Sterling hit a seven-year high against the euro yesterday as the European Central Bank began an asset purchase programme that will pump over a trillion euros into the European currency bloc. The ECB said yesterday that it and the euro zone’s national central banks had begun buying government bonds under its quantitative easing programme, which is aimed at igniting inflation and growth in the euro zone. In contrast to the ECB’s ultra-loose monetary policy, investors are expecting the Bank of England’s next policy move to be a rise in interest rates.
The euro slid to a near 12-year low against the dollar this morning, as the U.S. currency found steady bids on the back of expectations the Federal Reserve may raise interest rates as early as mid-year. The European Central Bank, in contrast, remains deeply committed to monetary easing. It just launched its 1 trillion euro bond buying programme on Monday, driving euro zone debt yields lower to weigh on the euro. The euro went as low as $1.0800, down 0.4 percent, its lowest since September 2003.

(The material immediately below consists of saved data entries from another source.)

// SPDX-License-Identifier: AGPL-3.0-or-later
//
// Copyright (C) 2026 Relational Network

//! Tracing subscriber setup.

use tracing_subscriber::{fmt, prelude::*, EnvFilter};

/// Filter used when `RUST_LOG` is unset or invalid.
pub const DEFAULT_FILTER: &str = "info,tower_http=debug";

#[derive(Debug, Clone, Copy, PartialEq, Eq, Default)]
pub enum LogFormat {
    #[default]
    Pretty,
    Json,
}

impl LogFormat {
    /// `json` (any case) selects JSON; anything else is pretty.
    pub fn parse(value: Option<&str>) -> Self {
        match value {
            Some(v) if v.trim().eq_ignore_ascii_case("json") => LogFormat::Json,
            _ => LogFormat::Pretty,
        }
    }
}

/// Install the global subscriber. Call once, before anything logs.
pub fn init(format: LogFormat) {
    let filter = EnvFilter::try_from_default_env().unwrap_or_else(|_| EnvFilter::new(DEFAULT_FILTER));
    let subscriber = tracing_subscriber::registry().with(filter);

    match format {
        LogFormat::Json => subscriber
            .with(fmt::layer().json().with_current_span(false))
            .init(),
        LogFormat::Pretty => subscriber.with(fmt::layer().with_target(true)).init(),
    }

    tracing::info!(format = ?format, "Logging initialized");
}

#[cfg(test)]
mod tests {
    use super::*;

    #[test]
    fn parse_recognises_json_only() {
        assert_eq!(LogFormat::parse(Some("json")), LogFormat::Json);
        assert_eq!(LogFormat::parse(Some(" JSON ")), LogFormat::Json);
        assert_eq!(LogFormat::parse(Some("pretty")), LogFormat::Pretty);
        assert_eq!(LogFormat::parse(Some("xml")), LogFormat::Pretty);
        assert_eq!(LogFormat::parse(None), LogFormat::Pretty);
    }
}
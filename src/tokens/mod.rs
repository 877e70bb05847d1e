// SPDX-License-Identifier: AGPL-3.0-or-later
//
// Copyright (C) 2026 Relational Network

//! Token model: registered descriptors, balances, prices and lend products.
//!
//! The mint address is the only join key between balances, prices and
//! descriptors. Anything whose mint is not registered is dropped.

pub mod registry;

use std::collections::HashMap;

use serde::{Deserialize, Serialize};
use utoipa::ToSchema;

use crate::blockchain::types::{Pubkey, TOKEN_2022_PROGRAM, TOKEN_PROGRAM};
use crate::blockchain::ChainError;

/// Asset category; decides partitioning and the account program.
#[derive(Debug, Clone, Copy, PartialEq, Eq, Hash, Serialize, Deserialize, ToSchema)]
#[serde(rename_all = "SCREAMING_SNAKE_CASE")]
pub enum TokenCategory {
    Normal,
    Lend,
    Xstock,
}

impl TokenCategory {
    /// Token program that owns accounts created for this category.
    pub fn account_program(self) -> Pubkey {
        match self {
            TokenCategory::Xstock => TOKEN_2022_PROGRAM,
            TokenCategory::Normal | TokenCategory::Lend => TOKEN_PROGRAM,
        }
    }
}

/// Immutable description of a registered asset.
#[derive(Debug, Clone, PartialEq, Eq, Serialize)]
#[serde(rename_all = "camelCase")]
pub struct TokenDescriptor {
    pub symbol: &'static str,
    pub name: &'static str,
    pub category: TokenCategory,
    /// Mint address (unique key)
    pub mint: &'static str,
    pub decimals: u8,
    /// Owning token program id
    pub program_id: &'static str,
}

impl TokenDescriptor {
    pub fn mint_pubkey(&self) -> Result<Pubkey, ChainError> {
        self.mint.parse()
    }

    pub fn program_pubkey(&self) -> Result<Pubkey, ChainError> {
        self.program_id.parse()
    }

    /// The synthetic native balance, not an SPL token.
    pub fn is_native(&self) -> bool {
        self.mint == registry::NATIVE_MINT
    }

    /// `round(amount × 10^decimals)`.
    pub fn to_raw(&self, amount: f64) -> Result<u64, ChainError> {
        to_raw_amount(amount, self.decimals)
    }

    /// `raw / 10^decimals`.
    pub fn to_ui(&self, raw: u64) -> f64 {
        raw as f64 / 10f64.powi(i32::from(self.decimals))
    }
}

/// Convert a human amount into base units.
pub fn to_raw_amount(amount: f64, decimals: u8) -> Result<u64, ChainError> {
    if !amount.is_finite() || amount < 0.0 {
        return Err(ChainError::InvalidAmount(format!("{amount}")));
    }
    let raw = (amount * 10f64.powi(i32::from(decimals))).round();
    if raw > u64::MAX as f64 {
        return Err(ChainError::InvalidAmount(format!("{amount} overflows u64")));
    }
    Ok(raw as u64)
}

/// A balance of one registered token.
#[derive(Debug, Clone, Copy, PartialEq)]
pub struct TokenBalance {
    pub token: &'static TokenDescriptor,
    pub amount: f64,
}

impl TokenBalance {
    pub fn new(token: &'static TokenDescriptor, amount: f64) -> Self {
        Self { token, amount }
    }

    /// USD value at `price`, zero when no quote is known.
    pub fn value(&self, price: Option<&PriceQuote>) -> f64 {
        price.map(|p| self.amount * p.usd_price).unwrap_or(0.0)
    }
}

/// Spot price of a mint.
#[derive(Debug, Clone, PartialEq, Serialize, Deserialize, ToSchema)]
#[serde(rename_all = "camelCase")]
pub struct PriceQuote {
    pub usd_price: f64,
    pub decimals: u8,
    /// 24h change in percent
    #[serde(default)]
    pub change_24h: Option<f64>,
}

/// Prices keyed by mint.
#[derive(Debug, Clone, Default, PartialEq)]
pub struct PriceBook {
    quotes: HashMap<String, PriceQuote>,
}

impl PriceBook {
    pub fn new(quotes: HashMap<String, PriceQuote>) -> Self {
        Self { quotes }
    }

    pub fn get(&self, mint: &str) -> Option<&PriceQuote> {
        self.quotes.get(mint)
    }

    pub fn usd_price(&self, mint: &str) -> f64 {
        self.get(mint).map(|q| q.usd_price).unwrap_or(0.0)
    }

    pub fn is_empty(&self) -> bool {
        self.quotes.is_empty()
    }

    pub fn len(&self) -> usize {
        self.quotes.len()
    }

    /// Total USD value of `balances`.
    pub fn total_value(&self, balances: &[TokenBalance]) -> f64 {
        balances.iter().map(|b| b.value(self.get(b.token.mint))).sum()
    }

    /// Value-weighted 24h change of `balances` in percent.
    pub fn change_24h(&self, balances: &[TokenBalance]) -> f64 {
        let (now, before) = balances.iter().fold((0.0, 0.0), |(now, before), b| {
            let Some(quote) = self.get(b.token.mint) else {
                return (now, before);
            };
            let value = b.value(Some(quote));
            let change = quote.change_24h.unwrap_or(0.0);
            (now + value, before + value / (1.0 + change / 100.0))
        });
        if before == 0.0 {
            0.0
        } else {
            (now / before - 1.0) * 100.0
        }
    }
}

/// Lending product for a lend token.
#[derive(Debug, Clone, Copy, PartialEq)]
pub struct LendProductInfo {
    pub token: &'static TokenDescriptor,
    pub underlying: &'static TokenDescriptor,
    /// Annual rate as a fraction (0.05 = 5%)
    pub apy: f64,
}

/// Lend products keyed by lend-token mint.
#[derive(Debug, Clone, Default, PartialEq)]
pub struct LendBook {
    products: HashMap<&'static str, LendProductInfo>,
}

impl LendBook {
    pub fn new(products: Vec<LendProductInfo>) -> Self {
        Self {
            products: products.into_iter().map(|p| (p.token.mint, p)).collect(),
        }
    }

    /// APY of a lend token; zero when unknown.
    pub fn apy(&self, mint: &str) -> f64 {
        self.products.get(mint).map(|p| p.apy).unwrap_or(0.0)
    }

    pub fn underlying_of(&self, mint: &str) -> Option<&'static TokenDescriptor> {
        self.products.get(mint).map(|p| p.underlying)
    }

    pub fn is_empty(&self) -> bool {
        self.products.is_empty()
    }
}

/// Amount of lend token to swap when withdrawing `amount` of the underlying.
///
/// Returns 0 when the lend token has no price, which disables quoting.
pub fn lend_withdrawal_amount(amount: f64, underlying_price: f64, lend_price: f64) -> f64 {
    if lend_price <= 0.0 || !lend_price.is_finite() {
        return 0.0;
    }
    amount * underlying_price / lend_price
}
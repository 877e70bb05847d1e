// SPDX-License-Identifier: AGPL-3.0-or-later
//
// Copyright (C) 2026 Relational Network

//! Category-partitioned balance views.
//!
//! Views are immutable once published. Every change, including the swap
//! patch, builds a new value that replaces the old one wholesale.

use std::collections::BTreeMap;

use crate::providers::aggregator::SwapEvent;
use crate::tokens::{registry, TokenBalance, TokenCategory};

/// The three published partitions.
#[derive(Debug, Clone, Default, PartialEq)]
pub struct BalanceViews {
    pub normal: Vec<TokenBalance>,
    pub xstock: Vec<TokenBalance>,
    pub lend: Vec<TokenBalance>,
}

impl BalanceViews {
    /// Merge raw balances into partitions.
    ///
    /// Balances of the same mint are summed. Each partition follows
    /// registry order. Unregistered mints cannot occur here since a
    /// [`TokenBalance`] always references a registered descriptor.
    pub fn merge(balances: &[TokenBalance]) -> Self {
        let mut summed: BTreeMap<usize, TokenBalance> = BTreeMap::new();
        for balance in balances {
            summed
                .entry(registry::position(balance.token.mint))
                .and_modify(|b| b.amount += balance.amount)
                .or_insert(*balance);
        }

        let mut views = Self::default();
        for balance in summed.into_values() {
            views.partition_mut(balance.token.category).push(balance);
        }
        views
    }

    pub fn partition(&self, category: TokenCategory) -> &[TokenBalance] {
        match category {
            TokenCategory::Normal => &self.normal,
            TokenCategory::Xstock => &self.xstock,
            TokenCategory::Lend => &self.lend,
        }
    }

    fn partition_mut(&mut self, category: TokenCategory) -> &mut Vec<TokenBalance> {
        match category {
            TokenCategory::Normal => &mut self.normal,
            TokenCategory::Xstock => &mut self.xstock,
            TokenCategory::Lend => &mut self.lend,
        }
    }

    /// All balances, partition by partition.
    pub fn iter(&self) -> impl Iterator<Item = &TokenBalance> {
        self.normal.iter().chain(&self.xstock).chain(&self.lend)
    }

    pub fn to_list(&self) -> Vec<TokenBalance> {
        self.iter().copied().collect()
    }

    pub fn find(&self, mint: &str) -> Option<&TokenBalance> {
        self.iter().find(|b| b.token.mint == mint)
    }

    pub fn is_empty(&self) -> bool {
        self.normal.is_empty() && self.xstock.is_empty() && self.lend.is_empty()
    }

    /// Views with a settled swap applied.
    ///
    /// Subtracts `input_amount / 10^decimals_in` from the input balance and
    /// adds `output_amount / 10^decimals_out` to the output balance. Returns
    /// `None`, leaving the caller's views untouched, unless both balances
    /// are present.
    pub fn with_swap_applied(&self, event: &SwapEvent) -> Option<Self> {
        let input = self.find(&event.input_mint)?.token;
        let output = self.find(&event.output_mint)?.token;
        let delta_in = input.to_ui(event.input_amount);
        let delta_out = output.to_ui(event.output_amount);

        let mut next = self.clone();
        for balance in next
            .normal
            .iter_mut()
            .chain(next.xstock.iter_mut())
            .chain(next.lend.iter_mut())
        {
            if balance.token.mint == input.mint {
                balance.amount -= delta_in;
            }
            if balance.token.mint == output.mint {
                balance.amount += delta_out;
            }
        }
        Some(next)
    }
}

#[cfg(test)]
mod tests {
    use super::*;
    use crate::tokens::registry::{by_symbol, SOL, USDC};

    fn event(input: &str, raw_in: u64, output: &str, raw_out: u64) -> SwapEvent {
        SwapEvent {
            input_mint: input.to_string(),
            input_amount: raw_in,
            output_mint: output.to_string(),
            output_amount: raw_out,
        }
    }

    #[test]
    fn merge_partitions_in_registry_order() {
        let spy = by_symbol("SPYx").unwrap();
        let jl = by_symbol("jlUSDC").unwrap();
        let views = BalanceViews::merge(&[
            TokenBalance::new(jl, 4.0),
            TokenBalance::new(&USDC, 10.5),
            TokenBalance::new(spy, 0.25),
            TokenBalance::new(&SOL, 2.0),
        ]);

        assert_eq!(
            views.normal,
            vec![TokenBalance::new(&SOL, 2.0), TokenBalance::new(&USDC, 10.5)]
        );
        assert_eq!(views.xstock, vec![TokenBalance::new(spy, 0.25)]);
        assert_eq!(views.lend, vec![TokenBalance::new(jl, 4.0)]);
    }

    #[test]
    fn merge_sums_duplicate_accounts_and_keeps_zero() {
        let views = BalanceViews::merge(&[
            TokenBalance::new(&USDC, 1.5),
            TokenBalance::new(&USDC, 2.0),
            TokenBalance::new(&SOL, 0.0),
        ]);
        assert_eq!(
            views.normal,
            vec![TokenBalance::new(&SOL, 0.0), TokenBalance::new(&USDC, 3.5)]
        );
    }

    #[test]
    fn swap_patch_applies_exact_delta() {
        let views = BalanceViews::merge(&[TokenBalance::new(&SOL, 2.0), TokenBalance::new(&USDC, 10.5)]);
        let patched = views
            .with_swap_applied(&event(USDC.mint, 5_000_000, SOL.mint, 33_000_000))
            .unwrap();

        assert_eq!(patched.find(USDC.mint).unwrap().amount, 5.5);
        assert_eq!(patched.find(SOL.mint).unwrap().amount, 2.0 + 0.033);
        // source views are untouched
        assert_eq!(views.find(USDC.mint).unwrap().amount, 10.5);
    }

    #[test]
    fn swap_patch_requires_both_balances() {
        let views = BalanceViews::merge(&[TokenBalance::new(&USDC, 10.5)]);
        let spy = by_symbol("SPYx").unwrap();
        assert!(views
            .with_swap_applied(&event(USDC.mint, 1_000_000, spy.mint, 1))
            .is_none());
        assert!(views
            .with_swap_applied(&event("unknown", 1, USDC.mint, 1))
            .is_none());
    }
}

The dollar hit a near eight-year high against the yen this morning on mounting speculation that the Federal Reserve will lift interest rates by mid-year as the US economy picks up strength.Friday’s jobs data added to growing evidence that the US economy is the recovery track and fanned expectations that the Fed will lift rates as early as June. On Monday, Dallas Fed President Richard Fisher warned of a recession risk if a rate hike was delayed. The dollar has surged after the Fed wound up its bond-buying quantitative easing (QE) in late 2014. That came just as the Bank of Japan stepped up its own similar programme, while on Monday, the ECB embarked for the first time on QE as it tries to fend off deflation in the euro zone.